With ideology masquerading as pragmatism, profit is now the sole yardstick against which all our institutions must be measured, a policy that comes not from experience but from assumptions – false assumptions – about human nature, with greed and self-interest taken to be its only reliable attributes. In pursuit of profit, the state and all that goes with it is sold from under us who are its rightful owners and with a frenzy and dedication that call up memories of an earlier iconoclasm.
Alan Bennett delivers a sermon.
• Zarina Rimbaud-Kadirbaks, aka Dutch Girl In London, reviews the Chris Marker exhibition that’s currently running at the Whitechapel Gallery, London.
• Exteriorizing the Inner Realms: Christopher Laursen talks to Phantasmaphile and Abraxas magazine‘s Pam Grossman about occult art, past and present.
• The Beast is back: Erik Davis talks to Gary Lachman about his new book, Aleister Crowley: Magick, Rock and Roll, and the Wickedest Man in the World.
• The body as factory: anatomy of a New Scientist cover image. Rick Poynor on the recurrent use of a familiar visual metaphor.

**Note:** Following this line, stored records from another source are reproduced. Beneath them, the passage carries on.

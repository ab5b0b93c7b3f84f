use std::sync::atomic::{AtomicUsize, Ordering};

use parking_lot::Mutex;
use tch::Tensor;

use crate::{
    error::{Error, Result},
    model::ActorCritic,
};

/// Update rule used when a worker's gradient is applied to the global
/// parameters.
#[derive(Clone, Copy, Debug, PartialEq)]
pub enum Optimizer {
    Sgd,
    /// RMSProp whose squared-gradient averages are shared by all workers.
    RmsProp { decay: f64, epsilon: f64 },
}

impl Default for Optimizer {
    fn default() -> Self {
        Optimizer::RmsProp {
            decay: 0.99,
            epsilon: 0.1,
        }
    }
}

#[derive(Debug)]
struct VariableState {
    value: Tensor,
    square_avg: Tensor,
}

#[derive(Debug)]
struct SharedVariable {
    name: String,
    state: Mutex<VariableState>,
}

/// The global copy of the approximator's parameters.
///
/// Every variable sits behind its own lock. Applying a gradient or copying
/// values out locks one variable at a time, so concurrent workers may
/// interleave their updates across variables.
#[derive(Debug)]
pub struct GlobalParameters {
    variables: Vec<SharedVariable>,
    optimizer: Optimizer,
    updates: AtomicUsize,
}

impl GlobalParameters {
    /// Snapshots the current values of `model`'s variables.
    pub fn from_model<M>(model: &M, optimizer: Optimizer) -> Self
    where
        M: ActorCritic + ?Sized,
    {
        let variables: Vec<SharedVariable> = tch::no_grad(|| {
            model
                .variables()
                .into_iter()
                .map(|(name, var)| SharedVariable {
                    name,
                    state: Mutex::new(VariableState {
                        value: var.detach().copy(),
                        square_avg: var.zeros_like(),
                    }),
                })
                .collect()
        });

        Self {
            variables,
            optimizer,
            updates: AtomicUsize::new(0),
        }
    }

    pub fn names(&self) -> impl Iterator<Item = &str> {
        self.variables.iter().map(|var| var.name.as_str())
    }

    #[must_use]
    pub fn len(&self) -> usize {
        self.variables.len()
    }

    #[must_use]
    pub fn is_empty(&self) -> bool {
        self.variables.is_empty()
    }

    /// Number of gradients applied so far, across all workers.
    #[must_use]
    pub fn update_count(&self) -> usize {
        self.updates.load(Ordering::Relaxed)
    }

    /// Fails unless `names` lists exactly this store's variables, in order.
    pub fn check_names<'a>(&self, names: impl IntoIterator<Item = &'a str>) -> Result<()> {
        let names: Vec<&str> = names.into_iter().collect();

        if names.len() != self.variables.len() {
            return Err(Error::ParameterCount {
                expected: self.variables.len(),
                got: names.len(),
            });
        }

        for (local, global) in names.iter().zip(self.names()) {
            if *local != global {
                return Err(Error::ParameterMismatch {
                    local: (*local).to_owned(),
                    global: global.to_owned(),
                });
            }
        }

        Ok(())
    }

    fn check_count(&self, got: usize) -> Result<()> {
        if got == self.variables.len() {
            Ok(())
        } else {
            Err(Error::ParameterCount {
                expected: self.variables.len(),
                got,
            })
        }
    }

    /// Applies one gradient per variable with the configured optimizer.
    pub fn apply_gradients(&self, gradients: &[Tensor], learning_rate: f64) -> Result<()> {
        self.check_count(gradients.len())?;

        let _guard = tch::no_grad_guard();
        for (var, grad) in self.variables.iter().zip(gradients) {
            let mut guard = var.state.lock();
            let state = &mut *guard;

            match self.optimizer {
                Optimizer::Sgd => {
                    state.value = &state.value - grad * learning_rate;
                }
                Optimizer::RmsProp { decay, epsilon } => {
                    state.square_avg = &state.square_avg * decay + grad.square() * (1.0 - decay);
                    let step = grad * learning_rate / (&state.square_avg + epsilon).sqrt();
                    state.value = &state.value - step;
                }
            }
        }

        self.updates.fetch_add(1, Ordering::Relaxed);
        Ok(())
    }

    /// Overwrites `locals` with the current global values.
    pub fn copy_into(&self, locals: &mut [Tensor]) -> Result<()> {
        self.check_count(locals.len())?;

        let _guard = tch::no_grad_guard();
        for (var, local) in self.variables.iter().zip(locals.iter_mut()) {
            let state = var.state.lock();
            local.f_copy_(&state.value)?;
        }

        Ok(())
    }

    /// Deep copies of the current values, paired with their names.
    #[must_use]
    pub fn snapshot(&self) -> Vec<(String, Tensor)> {
        self.variables
            .iter()
            .map(|var| (var.name.clone(), var.state.lock().value.copy()))
            .collect()
    }
}

#[cfg(test)]
mod tests {
    use std::{sync::Arc, thread};

    use tch::Kind;

    use super::*;
    use crate::model::{testing::LinearActorCritic, ObservationShape};

    const SHAPE: ObservationShape = ObservationShape {
        height: 2,
        width: 2,
        history_len: 1,
    };

    fn values(t: &Tensor) -> Vec<f32> {
        Vec::<f32>::try_from(&t.flatten(0, -1)).unwrap()
    }

    fn ones_like_store(store: &GlobalParameters) -> Vec<Tensor> {
        store
            .snapshot()
            .iter()
            .map(|(_, value)| value.ones_like())
            .collect()
    }

    #[test]
    fn snapshot_matches_the_model() {
        let model = LinearActorCritic::new(SHAPE, 3);
        let store = GlobalParameters::from_model(&model, Optimizer::Sgd);

        let names: Vec<_> = store.names().collect();
        assert_eq!(
            names,
            [
                "net.policy.bias",
                "net.policy.weight",
                "net.value.bias",
                "net.value.weight"
            ]
        );

        for ((_, local), (_, global)) in model.variables().iter().zip(store.snapshot()) {
            assert!(local.equal(&global));
        }
    }

    #[test]
    fn sgd_steps_against_the_gradient() {
        let model = LinearActorCritic::new(SHAPE, 2);
        let store = GlobalParameters::from_model(&model, Optimizer::Sgd);
        let before = store.snapshot();

        store
            .apply_gradients(&ones_like_store(&store), 0.5)
            .unwrap();

        for ((_, old), (_, new)) in before.iter().zip(store.snapshot()) {
            let expected = values(&(old - 0.5));
            for (a, b) in values(&new).iter().zip(expected) {
                assert!((a - b).abs() < 1e-6);
            }
        }
        assert_eq!(store.update_count(), 1);
    }

    #[test]
    fn rms_prop_shares_its_statistics() {
        let model = LinearActorCritic::new(SHAPE, 2);
        let store = GlobalParameters::from_model(
            &model,
            Optimizer::RmsProp {
                decay: 0.5,
                epsilon: 0.0,
            },
        );
        let before = store.snapshot();
        let gradients = ones_like_store(&store);

        store.apply_gradients(&gradients, 1.0).unwrap();
        store.apply_gradients(&gradients, 1.0).unwrap();

        // square_avg goes 0.5 then 0.75, so the steps are 1/sqrt(0.5) and 1/sqrt(0.75)
        let moved = 1.0 / 0.5_f32.sqrt() + 1.0 / 0.75_f32.sqrt();
        for ((_, old), (_, new)) in before.iter().zip(store.snapshot()) {
            for (a, b) in values(old).iter().zip(values(&new)) {
                assert!((a - b - moved).abs() < 1e-5);
            }
        }
    }

    #[test]
    fn copy_into_overwrites_locals() {
        let source = LinearActorCritic::new(SHAPE, 2);
        let target = LinearActorCritic::new(SHAPE, 2);
        let store = GlobalParameters::from_model(&source, Optimizer::Sgd);

        let mut locals: Vec<Tensor> = target.variables().into_iter().map(|(_, v)| v).collect();
        store.copy_into(&mut locals).unwrap();

        for ((_, local), (_, global)) in target.variables().iter().zip(store.snapshot()) {
            assert!(local.equal(&global));
        }
    }

    #[test]
    fn rejects_a_foreign_parameter_set() {
        let model = LinearActorCritic::new(SHAPE, 2);
        let store = GlobalParameters::from_model(&model, Optimizer::Sgd);

        let err = store.check_names(["net.policy.bias"]).unwrap_err();
        assert!(matches!(err, Error::ParameterCount { expected: 4, got: 1 }));

        let err = store
            .check_names(["a", "net.policy.weight", "net.value.bias", "net.value.weight"])
            .unwrap_err();
        assert!(matches!(err, Error::ParameterMismatch { .. }));

        let too_few = vec![Tensor::zeros([1], (Kind::Float, tch::Device::Cpu))];
        assert!(store.apply_gradients(&too_few, 0.1).is_err());
    }

    #[test]
    fn concurrent_updates_are_all_applied() {
        let model = LinearActorCritic::new(SHAPE, 2);
        let store = Arc::new(GlobalParameters::from_model(&model, Optimizer::Sgd));
        let before = store.snapshot();

        let handles: Vec<_> = (0..4)
            .map(|_| {
                let store = Arc::clone(&store);
                thread::spawn(move || {
                    let gradients = ones_like_store(&store);
                    for _ in 0..25 {
                        store.apply_gradients(&gradients, 0.01).unwrap();
                    }
                })
            })
            .collect();

        for handle in handles {
            handle.join().unwrap();
        }

        assert_eq!(store.update_count(), 100);
        for ((_, old), (_, new)) in before.iter().zip(store.snapshot()) {
            for (a, b) in values(old).iter().zip(values(&new)) {
                assert!((a - b - 1.0).abs() < 1e-4);
            }
        }
    }
}
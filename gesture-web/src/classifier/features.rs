//! Geometric feature extraction for gesture classification
//!
//! All distance features are divided by palm size so the rules do not depend
//! on how far the hand is from the camera.

use nalgebra::distance;

use crate::config::GestureConfig;
use crate::landmarks::{Frame, FINGER_JOINTS, INDEX_TIP, MIDDLE_MCP, THUMB_TIP, WRIST};
use crate::physics::calculate_curl_angle;

/// Palm sizes below this are treated as a collapsed hand
const MIN_PALM_SIZE: f32 = 1e-6;

/// Finger order used by the per-finger arrays
#[derive(Clone, Copy, Debug, PartialEq, Eq)]
pub enum Finger {
    Index = 0,
    Middle = 1,
    Ring = 2,
    Pinky = 3,
}

/// Features extracted from one smoothed frame
#[derive(Clone, Copy, Debug, PartialEq)]
pub struct FeatureSet {
    /// Wrist to middle-finger base distance (image plane)
    pub palm_size: f32,
    /// Thumb tip to index tip 3D distance, in palm sizes
    pub normalized_pinch: f32,
    /// Curl angle (radians) at the PIP joint, index..pinky
    pub curl_angles: [f32; 4],
    /// Curl angle above threshold, index..pinky
    pub extended: [bool; 4],
    /// Thumb tip far enough from the wrist
    pub thumb_extended: bool,
}

impl FeatureSet {
    pub fn is_extended(&self, finger: Finger) -> bool {
        self.extended[finger as usize]
    }

    /// Number of extended fingers, thumb excluded
    pub fn extended_count(&self) -> usize {
        self.extended.iter().filter(|&&e| e).count()
    }
}

/// Extract features from a smoothed frame
///
/// Returns `None` when palm size is zero or NaN (coincident wrist and
/// middle-finger base), in which case nothing can be normalized.
pub fn extract_features(frame: &Frame, config: &GestureConfig) -> Option<FeatureSet> {
    let wrist = frame.point(WRIST);
    let palm_size = distance(&wrist.planar(), &frame.point(MIDDLE_MCP).planar());
    if !palm_size.is_finite() || palm_size < MIN_PALM_SIZE {
        return None;
    }

    let mut curl_angles = [0.0; 4];
    let mut extended = [false; 4];
    for (i, &(base, joint, tip)) in FINGER_JOINTS.iter().enumerate() {
        let angle = calculate_curl_angle(
            frame.point(base).planar(),
            frame.point(joint).planar(),
            frame.point(tip).planar(),
        );
        curl_angles[i] = angle;
        // NaN compares false, so a broken angle never counts as extended
        extended[i] = angle > config.curl_threshold;
    }

    let thumb_tip = frame.point(THUMB_TIP);
    let thumb_reach = distance(&thumb_tip.planar(), &wrist.planar());
    let thumb_extended = thumb_reach > palm_size * config.thumb_extension_ratio;

    let pinch = distance(&thumb_tip.spatial(), &frame.point(INDEX_TIP).spatial());

    Some(FeatureSet {
        palm_size,
        normalized_pinch: pinch / palm_size,
        curl_angles,
        extended,
        thumb_extended,
    })
}
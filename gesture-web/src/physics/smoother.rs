//! Per-landmark Kalman smoothing
//!
//! Three independent scalar filters per landmark. Depth gets its own, noisier
//! measurement model since the landmark model is least sure about z.

use crate::config::FilterNoise;
use crate::landmarks::{Frame, LandmarkPoint, LANDMARK_COUNT};

use super::kalman::KalmanFilter;

/// x, y, z filters for one landmark
#[derive(Clone, Debug)]
struct AxisFilters {
    x: KalmanFilter,
    y: KalmanFilter,
    z: KalmanFilter,
}

impl AxisFilters {
    fn new(xy_noise: FilterNoise, z_noise: FilterNoise) -> Self {
        Self {
            x: KalmanFilter::seeded(xy_noise),
            y: KalmanFilter::seeded(xy_noise),
            z: KalmanFilter::seeded(z_noise),
        }
    }

    fn filter(&mut self, point: LandmarkPoint) -> LandmarkPoint {
        LandmarkPoint {
            x: self.x.filter(point.x),
            y: self.y.filter(point.y),
            z: self.z.filter(point.z),
        }
    }
}

/// 21 x 3 filter states, one per coordinate per landmark
#[derive(Clone, Debug)]
pub struct FilterBank {
    filters: Vec<AxisFilters>,
}

impl FilterBank {
    fn new(xy_noise: FilterNoise, z_noise: FilterNoise) -> Self {
        Self {
            filters: (0..LANDMARK_COUNT)
                .map(|_| AxisFilters::new(xy_noise, z_noise))
                .collect(),
        }
    }

    /// Number of landmarks tracked
    pub fn len(&self) -> usize {
        self.filters.len()
    }

    pub fn is_empty(&self) -> bool {
        self.filters.is_empty()
    }

    /// (x, y, z) estimates of one landmark
    pub fn estimate(&self, index: usize) -> Option<LandmarkPoint> {
        self.filters.get(index).map(|f| LandmarkPoint {
            x: f.x.estimate(),
            y: f.y.estimate(),
            z: f.z.estimate(),
        })
    }
}

/// Lazily-created filter bank over whole frames
pub struct LandmarkSmoother {
    xy_noise: FilterNoise,
    z_noise: FilterNoise,
    bank: Option<FilterBank>,
}

impl LandmarkSmoother {
    pub fn new(xy_noise: FilterNoise, z_noise: FilterNoise) -> Self {
        Self {
            xy_noise,
            z_noise,
            bank: None,
        }
    }

    /// Smooth one frame, returning a new frame of the same length
    ///
    /// The first frame after a reset seeds every filter with its raw value.
    pub fn smooth(&mut self, frame: &Frame) -> Frame {
        let (xy_noise, z_noise) = (self.xy_noise, self.z_noise);
        let bank = self
            .bank
            .get_or_insert_with(|| FilterBank::new(xy_noise, z_noise));

        let mut smoothed = *frame.landmarks();
        for (point, filters) in smoothed.iter_mut().zip(bank.filters.iter_mut()) {
            *point = filters.filter(*point);
        }

        let out = Frame::new(smoothed);
        match frame.handedness() {
            Some(handedness) => out.with_handedness(handedness),
            None => out,
        }
    }

    /// Drop all filter state; the next frame starts fresh
    pub fn reset(&mut self) {
        self.bank = None;
    }

    pub fn bank(&self) -> Option<&FilterBank> {
        self.bank.as_ref()
    }
}

#[cfg(test)]
mod tests {
    use super::*;
    use crate::landmarks::{INDEX_TIP, WRIST};

    fn smoother() -> LandmarkSmoother {
        LandmarkSmoother::new(FilterNoise::new(0.001, 0.05), FilterNoise::new(0.001, 0.1))
    }

    fn uniform_frame(value: f32) -> Frame {
        Frame::new([LandmarkPoint::new(value, value, value); LANDMARK_COUNT])
    }

    #[test]
    fn test_bank_created_lazily() {
        let mut s = smoother();
        assert!(s.bank().is_none());
        s.smooth(&uniform_frame(0.5));
        assert_eq!(s.bank().map(FilterBank::len), Some(LANDMARK_COUNT));
    }

    #[test]
    fn test_first_frame_passes_through() {
        let mut s = smoother();
        let out = s.smooth(&uniform_frame(0.3));
        assert_eq!(out, uniform_frame(0.3));
    }

    #[test]
    fn test_jitter_is_damped() {
        let mut s = smoother();
        for _ in 0..30 {
            s.smooth(&uniform_frame(0.5));
        }
        let out = s.smooth(&uniform_frame(0.6));
        let moved = out.point(INDEX_TIP).x - 0.5;
        assert!(moved > 0.0 && moved < 0.05);
    }

    #[test]
    fn test_depth_trusted_less_than_plane() {
        let mut s = smoother();
        for _ in 0..30 {
            s.smooth(&uniform_frame(0.5));
        }
        let out = s.smooth(&uniform_frame(0.6));
        let wrist = out.point(WRIST);
        assert!(wrist.z < wrist.x);
    }

    #[test]
    fn test_reset_reseeds() {
        let mut s = smoother();
        for _ in 0..10 {
            s.smooth(&uniform_frame(0.2));
        }
        s.reset();
        assert!(s.bank().is_none());
        let out = s.smooth(&uniform_frame(0.9));
        assert_eq!(out.point(WRIST).y, 0.9);
    }
}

• Mix of the week without a doubt is FACT Mix 445 by Stephen O’Malley, a three-hour behemoth.
• Jennifer in paradise: Photoshop developer John Knoll on the story of the first Photoshopped image.
• The trailer for Grandfather of Gay Porn, a documentary about Peter de Rome by Ethan Reid.
• Giorgio’s Theme is a new piece of electronic music by Giorgio Moroder.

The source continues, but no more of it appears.